Has anyone else experienced similar situation? The best advice I got was to bounce the services every once in a while.

 

 

 

  • have you tried this yet? http://www.symantec.com/business/support/index?page=content&id=HOWTO58188

9 Replies

  • have you tried this yet? http://www.symantec.com/business/support/index?page=content&id=HOWTO58188

  • 1.  What's the size of your MSMQ storage?

    2.  Have you set to remove email profiles after 1 day?

     

  • I looked at this article but didn't implement it yet. I try not to create registry keys if I don't absolutely have to. Was hoping to get a feeler to see if this is somthing other people are seeing in their environment. It just gets a little annoying having to restart the storage service, especially since it also affects the actual users.

  • you have to keep in mind that each environment is different and that EV as an application has dozens of moving parts and also taps into dozens of moving parts in your environment in order to operate. if there's something i've learned over the years, it's that if you're having an issue and it's described in a technote, it's worth trying the reg key. there's no harm to it (in this case) and it's very easy to back out if it doesnt help.
     

  • I have seen in some cases that the counter method did need to change in order to get the proper information back from MSMQ.  This allowed the process to perform normally.  

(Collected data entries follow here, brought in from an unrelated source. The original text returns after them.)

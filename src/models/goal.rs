//! Day type and goal profile
//!
//! Maps the rest/training day selector to fixed daily nutrient targets.

use serde::{Deserialize, Serialize};

/// Whether the user trained today
#[derive(Debug, Clone, Copy, PartialEq, Eq, Serialize, Deserialize, Default)]
#[serde(rename_all = "lowercase")]
pub enum DayType {
    Training,
    #[default]
    Rest,
}

impl DayType {
    pub fn as_str(&self) -> &'static str {
        match self {
            DayType::Training => "training",
            DayType::Rest => "rest",
        }
    }

    pub fn from_str(s: &str) -> Self {
        match s.to_lowercase().as_str() {
            "training" => DayType::Training,
            _ => DayType::Rest,
        }
    }
}

/// Daily intake targets for one day type
#[derive(Debug, Clone, Copy, PartialEq, Serialize, Deserialize)]
pub struct GoalProfile {
    pub calories: i64,
    pub protein_g: f64,
    pub carbs_g: f64,
    pub fat_g: f64,
}

impl GoalProfile {
    /// Look up the fixed targets for a day type
    pub const fn for_day(day_type: DayType) -> Self {
        match day_type {
            DayType::Training => Self {
                calories: 2900,
                protein_g: 220.0,
                carbs_g: 330.0,
                fat_g: 75.0,
            },
            DayType::Rest => Self {
                calories: 2500,
                protein_g: 200.0,
                carbs_g: 255.0,
                fat_g: 75.0,
            },
        }
    }
}
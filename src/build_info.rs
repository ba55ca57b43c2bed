//! Build information module
//!
//! Contains compile-time constants for build number and timestamp.

use serde::Serialize;

/// Build number, incremented on each recompilation
pub const BUILD_NUMBER: u64 = match option_env!("DAYLOG_BUILD_NUMBER") {
    Some(s) => match parse_u64(s) {
        Some(n) => n,
        None => 0,
    },
    None => 0,
};

/// Build timestamp in ISO 8601 format
pub const BUILD_TIMESTAMP: &str = match option_env!("DAYLOG_BUILD_TIMESTAMP") {
    Some(s) => s,
    None => "unknown",
};

/// Package version from Cargo.toml
pub const VERSION: &str = env!("CARGO_PKG_VERSION");

/// Package name from Cargo.toml
pub const NAME: &str = env!("CARGO_PKG_NAME");

/// Package description from Cargo.toml
pub const DESCRIPTION: &str = env!("CARGO_PKG_DESCRIPTION");

/// Const function to parse u64 at compile time
const fn parse_u64(s: &str) -> Option<u64> {
    let bytes = s.as_bytes();
    let mut result: u64 = 0;
    let mut i = 0;
    while i < bytes.len() {
        let b = bytes[i];
        if b < b'0' || b > b'9' {
            return None;
        }
        result = result * 10 + (b - b'0') as u64;
        i += 1;
    }
    Some(result)
}

/// Build information structure for serialization
#[derive(Debug, Clone, Serialize)]
pub struct BuildInfo {
    pub name: &'static str,
    pub version: &'static str,
    pub build_number: u64,
    pub build_timestamp: &'static str,
    pub description: &'static str,
}

impl BuildInfo {
    /// Get the current build info
    pub fn current() -> Self {
        Self {
            name: NAME,
            version: VERSION,
            build_number: BUILD_NUMBER,
            build_timestamp: BUILD_TIMESTAMP,
            description: DESCRIPTION,
        }
    }
}

impl Default for BuildInfo {
    fn default() -> Self {
        Self::current()
    }
}

/// Print the startup banner to stderr
pub fn print_startup_banner() {
    let info = BuildInfo::current();
    eprintln!("===============================================");
    eprintln!("  daylog - Daily Nutrition Log");
    eprintln!("  Version: {} | Build: {}", info.version, info.build_number);
    eprintln!("  Compiled: {}", info.build_timestamp);
    eprintln!("===============================================");
}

    If it is only a storage issue then that setting is worth a test.  If the mailbox is backing up due to mass mailers using the same id then you would want to take a look at the following:  http://www.symantec.com/docs/TECH181078

     

  • Looks to me to be a problem with the storage archive queue hitting a limit.,any messages stuck in the storage archive queue before you restart it? And/or A4? It items are stuck in there the common culprit is either writing to the journal vault store partition( i.e. your san/nas/storage) Or your SQL server i.e. your journal vault store DB. More than likely SQL..any long running SPIDs or blocks or worse deadlocks? Get your SQL DBA to monitor the activity when you hit the problem. What is the size of your vault store db? The journal archive table and watchfile table -num of rows? Your research pointed to a solution being SQL maintenance things like update statistics but specifically index fragmentation. Do you have scheduled SQL maintenance in place for your EV DB's? Has it been running successly? If not there is no harm running a check for index fragmentation and running a one of maint ? More info: http://www.symantec.com/business/support/index?page=content&id=TECH168905
  • Maintenance is run every other day and has been completing successfully. The database is rather large, we also run DA which keeps a good amount of items for an extended period.

    This is for the journal so it tends to be the j3 queue that would get stuck, and there tends to be one or two items in there when the task seems to stall.

    Will definatly run the check just to be sure.

  • The email gateway is pretty good at picking up and blocking mass emailers, though some do get through from time to time. I didn't see anything excessive (a few instances of 9 or 10 of the same email, but it looks pretty normal for a distribution group email.

  • Thanks, will mark your original post as answer, seems to be the best fit for the information presented. You are absolutly right about lots of moving parts, new day, new error. i will play with this setting over the next few days. There may be some other underlying issue here that I have to do some more digging to get the root of.

    Today, something is inexplicably putting the stores into backupmode. Index and store volumes are all well above 20% free and set to roll over at 5%. ....

    I will keep working on my Dtraces and see what fun errors I find.

     

    Thanks to all for your help with this, it is truely appreciated.